[Collected data entries]
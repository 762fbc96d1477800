use serde::Serialize;

use crate::change::{Change, Severity};
use crate::changes::Buckets;
use crate::emphasis::code_quotes;

/// One coloured block of a chat message, in Slack attachment shape.
#[derive(Debug, Clone, PartialEq, Eq, Serialize)]
pub struct Attachment {
    pub mrkdwn_in: [&'static str; 2],
    pub color: &'static str,
    #[serde(rename = "author_name")]
    pub title: &'static str,
    pub text: String,
    pub fallback: String,
}

fn style(level: Severity) -> (&'static str, &'static str) {
    match level {
        Severity::Breaking => ("#E74C3B", "Breaking changes"),
        Severity::Dangerous => ("#F0C418", "Dangerous changes"),
        Severity::Safe => ("#23B99A", "Safe changes"),
    }
}

/// Render one bucket. Callers skip empty buckets.
pub fn render_bucket(level: Severity, changes: &[&Change]) -> Attachment {
    let (color, title) = style(level);
    let text = changes
        .iter()
        .map(|c| code_quotes(&c.message))
        .collect::<Vec<_>>()
        .join("\n");

    Attachment {
        mrkdwn_in: ["text", "fallback"],
        color,
        title,
        fallback: text.clone(),
        text,
    }
}

pub fn render_attachments(buckets: &Buckets<'_>) -> Vec<Attachment> {
    buckets
        .non_empty()
        .map(|(level, changes)| render_bucket(level, changes))
        .collect()
}
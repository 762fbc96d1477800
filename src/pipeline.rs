use crate::change::Severity;
use crate::changes::Buckets;
use crate::config::{Config, DeliveryPolicy, SourceSpec};
use crate::diff::diff_specs;
use crate::loader::{LoadError, SchemaLoader};
use crate::notify::{Delivered, DeliveryError, Notifier, Payload, Source};
use crate::render::render_attachments;
use crate::revision::{RevisionError, RevisionResolver, compare_link};

#[derive(Debug, thiserror::Error)]
pub enum PipelineError {
    #[error(transparent)]
    Load(#[from] LoadError),
    #[error(transparent)]
    Revision(#[from] RevisionError),
    #[error(transparent)]
    Delivery(#[from] DeliveryError),
}

/// How a run ended when it did not fail.
#[derive(Debug)]
pub enum Outcome {
    NoChanges,
    Delivered(Delivered),
    /// Delivery failed and the policy says to carry on.
    DeliveryFailed(DeliveryError),
}

/// The collaborators a run talks to.
pub struct Pipeline<'a> {
    pub loader: &'a dyn SchemaLoader,
    pub revisions: &'a dyn RevisionResolver,
    pub notifier: &'a dyn Notifier,
}

impl Pipeline<'_> {
    pub async fn run(&self, config: &Config) -> Result<Outcome, PipelineError> {
        let old = self.loader.load(&config.old).await?;
        let new = self.loader.load(&config.new).await?;

        let changes = diff_specs(&old, &new);
        if changes.is_empty() {
            tracing::info!("no changes detected");
            return Ok(Outcome::NoChanges);
        }

        for change in &changes {
            tracing::debug!("{change}");
        }

        let buckets = Buckets::classify(&changes);
        tracing::info!(
            total = buckets.len(),
            breaking = buckets.get(Severity::Breaking).len(),
            dangerous = buckets.get(Severity::Dangerous).len(),
            safe = buckets.get(Severity::Safe).len(),
            "classified changes"
        );
        let attachments = render_attachments(&buckets);

        let source = match &config.source {
            SourceSpec::PullRequest { url, title } => Source::PullRequest {
                url: url.clone(),
                title: title.clone(),
            },
            SourceSpec::Compare {
                repository_url,
                base_ref,
            } => Source::Compare(compare_link(self.revisions, repository_url, base_ref).await?),
        };

        let payload = Payload::new(&source, attachments, config.bot_name.clone());
        match self.notifier.send(&payload).await {
            Ok(delivered) => Ok(Outcome::Delivered(delivered)),
            Err(err) => match config.delivery {
                DeliveryPolicy::LogOnly => Ok(Outcome::DeliveryFailed(err)),
                DeliveryPolicy::Fail => Err(err.into()),
            },
        }
    }
}
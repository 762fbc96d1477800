use std::path::PathBuf;

use tokio::process::Command;

#[derive(Debug, thiserror::Error)]
pub enum GitError {
    #[error("failed to run git {args}: {source}")]
    Spawn {
        args: String,
        source: std::io::Error,
    },
    #[error("git {args} exited with {status}: {stderr}")]
    Failed {
        args: String,
        status: std::process::ExitStatus,
        stderr: String,
    },
}

/// Runs git subcommands, optionally inside a given working tree.
#[derive(Debug, Clone, Default)]
pub struct Git {
    dir: Option<PathBuf>,
}

impl Git {
    pub fn new(dir: Option<PathBuf>) -> Self {
        Self { dir }
    }

    /// Run `git <args>` and return stdout with surrounding whitespace removed.
    pub async fn run(&self, args: &[&str]) -> Result<String, GitError> {
        let joined = args.join(" ");
        tracing::debug!(args = %joined, "running git");

        let mut cmd = Command::new("git");
        cmd.args(args);
        if let Some(dir) = &self.dir {
            cmd.current_dir(dir);
        }

        let output = cmd.output().await.map_err(|source| GitError::Spawn {
            args: joined.clone(),
            source,
        })?;

        if !output.status.success() {
            return Err(GitError::Failed {
                args: joined,
                status: output.status,
                stderr: String::from_utf8_lossy(&output.stderr).trim().to_string(),
            });
        }

        Ok(String::from_utf8_lossy(&output.stdout).trim().to_string())
    }

    /// Contents of `path` as of `rev`.
    pub async fn show(&self, rev: &str, path: &str) -> Result<String, GitError> {
        self.run(&["show", &format!("{rev}:{path}")]).await
    }
}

WORK TASK -> Print each entry above word for word, leaving none out.

ANSWER BOX ->
repository 762fbc96d1477800
use serde::Serialize;

use crate::change::{Change, Severity};
use crate::changes::Buckets;
use crate::emphasis::code_quotes;

/// One coloured block of a chat message, in Slack attachment shape.
#[derive(Debug, Clone, PartialEq, Eq, Serialize)]
pub struct Attachment {
    pub mrkdwn_in: [&'static str; 2],
    pub color: &'static str,
    #[serde(rename = "author_name")]
    pub title: &'static str,
    pub text: String,
    pub fallback: String,
}

fn style(level: Severity) -> (&'static str, &'static str) {
    match level {
        Severity::Breaking => ("#E74C3B", "Breaking changes"),
        Severity::Dangerous => ("#F0C418", "Dangerous changes"),
        Severity::Safe => ("#23B99A", "Safe changes"),
    }
}

/// Render one bucket. Callers skip empty buckets.
pub fn render_bucket(level: Severity, changes: &[&Change]) -> Attachment {
    let (color, title) = style(level);
    let text = changes
        .iter()
        .map(|c| code_quotes(&c.message))
        .collect::<Vec<_>>()
        .join("\n");

    Attachment {
        mrkdwn_in: ["text", "fallback"],
        color,
        title,
        fallback: text.clone(),
        text,
    }
}

pub fn render_attachments(buckets: &Buckets<'_>) -> Vec<Attachment> {
    buckets
        .non_empty()
        .map(|(level, changes)| render_bucket(level, changes))
        .collect()
}
repository 762fbc96d1477800
filename src/pipeline.rs
use crate::change::Severity;
use crate::changes::Buckets;
use crate::config::{Config, DeliveryPolicy, SourceSpec};
use crate::diff::diff_specs;
use crate::loader::{LoadError, SchemaLoader};
use crate::notify::{Delivered, DeliveryError, Notifier, Payload, Source};
use crate::render::render_attachments;
use crate::revision::{RevisionError, RevisionResolver, compare_link};

#[derive(Debug, thiserror::Error)]
pub enum PipelineError {
    #[error(transparent)]
    Load(#[from] LoadError),
    #[error(transparent)]
    Revision(#[from] RevisionError),
    #[error(transparent)]
    Delivery(#[from] DeliveryError),
}

/// How a run ended when it did not fail.
#[derive(Debug)]
pub enum Outcome {
    NoChanges,
    Delivered(Delivered),
    /// Delivery failed and the policy says to carry on.
    DeliveryFailed(DeliveryError),
}

/// The collaborators a run talks to.
pub struct Pipeline<'a> {
    pub loader: &'a dyn SchemaLoader,
    pub revisions: &'a dyn RevisionResolver,
    pub notifier: &'a dyn Notifier,
}

impl Pipeline<'_> {
    pub async fn run(&self, config: &Config) -> Result<Outcome, PipelineError> {
        let old = self.loader.load(&config.old).await?;
        let new = self.loader.load(&config.new).await?;

        let changes = diff_specs(&old, &new);
        if changes.is_empty() {
            tracing::info!("no changes detected");
            return Ok(Outcome::NoChanges);
        }

        for change in &changes {
            tracing::debug!("{change}");
        }

        let buckets = Buckets::classify(&changes);
        tracing::info!(
            total = buckets.len(),
            breaking = buckets.get(Severity::Breaking).len(),
            dangerous = buckets.get(Severity::Dangerous).len(),
            safe = buckets.get(Severity::Safe).len(),
            "classified changes"
        );
        let attachments = render_attachments(&buckets);

        let source = match &config.source {
            SourceSpec::PullRequest { url, title } => Source::PullRequest {
                url: url.clone(),
                title: title.clone(),
            },
            SourceSpec::Compare {
                repository_url,
                base_ref,
            } => Source::Compare(compare_link(self.revisions, repository_url, base_ref).await?),
        };

        let payload = Payload::new(&source, attachments, config.bot_name.clone());
        match self.notifier.send(&payload).await {
            Ok(delivered) => Ok(Outcome::Delivered(delivered)),
            Err(err) => match config.delivery {
                DeliveryPolicy::LogOnly => Ok(Outcome::DeliveryFailed(err)),
                DeliveryPolicy::Fail => Err(err.into()),
            },
        }
    }
}
repository 762fbc96d1477800
use std::path::PathBuf;

use tokio::process::Command;

#[derive(Debug, thiserror::Error)]
pub enum GitError {
    #[error("failed to run git {args}: {source}")]
    Spawn {
        args: String,
        source: std::io::Error,
    },
    #[error("git {args} exited with {status}: {stderr}")]
    Failed {
        args: String,
        status: std::process::ExitStatus,
        stderr: String,
    },
}

/// Runs git subcommands, optionally inside a given working tree.
#[derive(Debug, Clone, Default)]
pub struct Git {
    dir: Option<PathBuf>,
}

impl Git {
    pub fn new(dir: Option<PathBuf>) -> Self {
        Self { dir }
    }

    /// Run `git <args>` and return stdout with surrounding whitespace removed.
    pub async fn run(&self, args: &[&str]) -> Result<String, GitError> {
        let joined = args.join(" ");
        tracing::debug!(args = %joined, "running git");

        let mut cmd = Command::new("git");
        cmd.args(args);
        if let Some(dir) = &self.dir {
            cmd.current_dir(dir);
        }

        let output = cmd.output().await.map_err(|source| GitError::Spawn {
            args: joined.clone(),
            source,
        })?;

        if !output.status.success() {
            return Err(GitError::Failed {
                args: joined,
                status: output.status,
                stderr: String::from_utf8_lossy(&output.stderr).trim().to_string(),
            });
        }

        Ok(String::from_utf8_lossy(&output.stdout).trim().to_string())
    }

    /// Contents of `path` as of `rev`.
    pub async fn show(&self, rev: &str, path: &str) -> Result<String, GitError> {
        self.run(&["show", &format!("{rev}:{path}")]).await
    }
}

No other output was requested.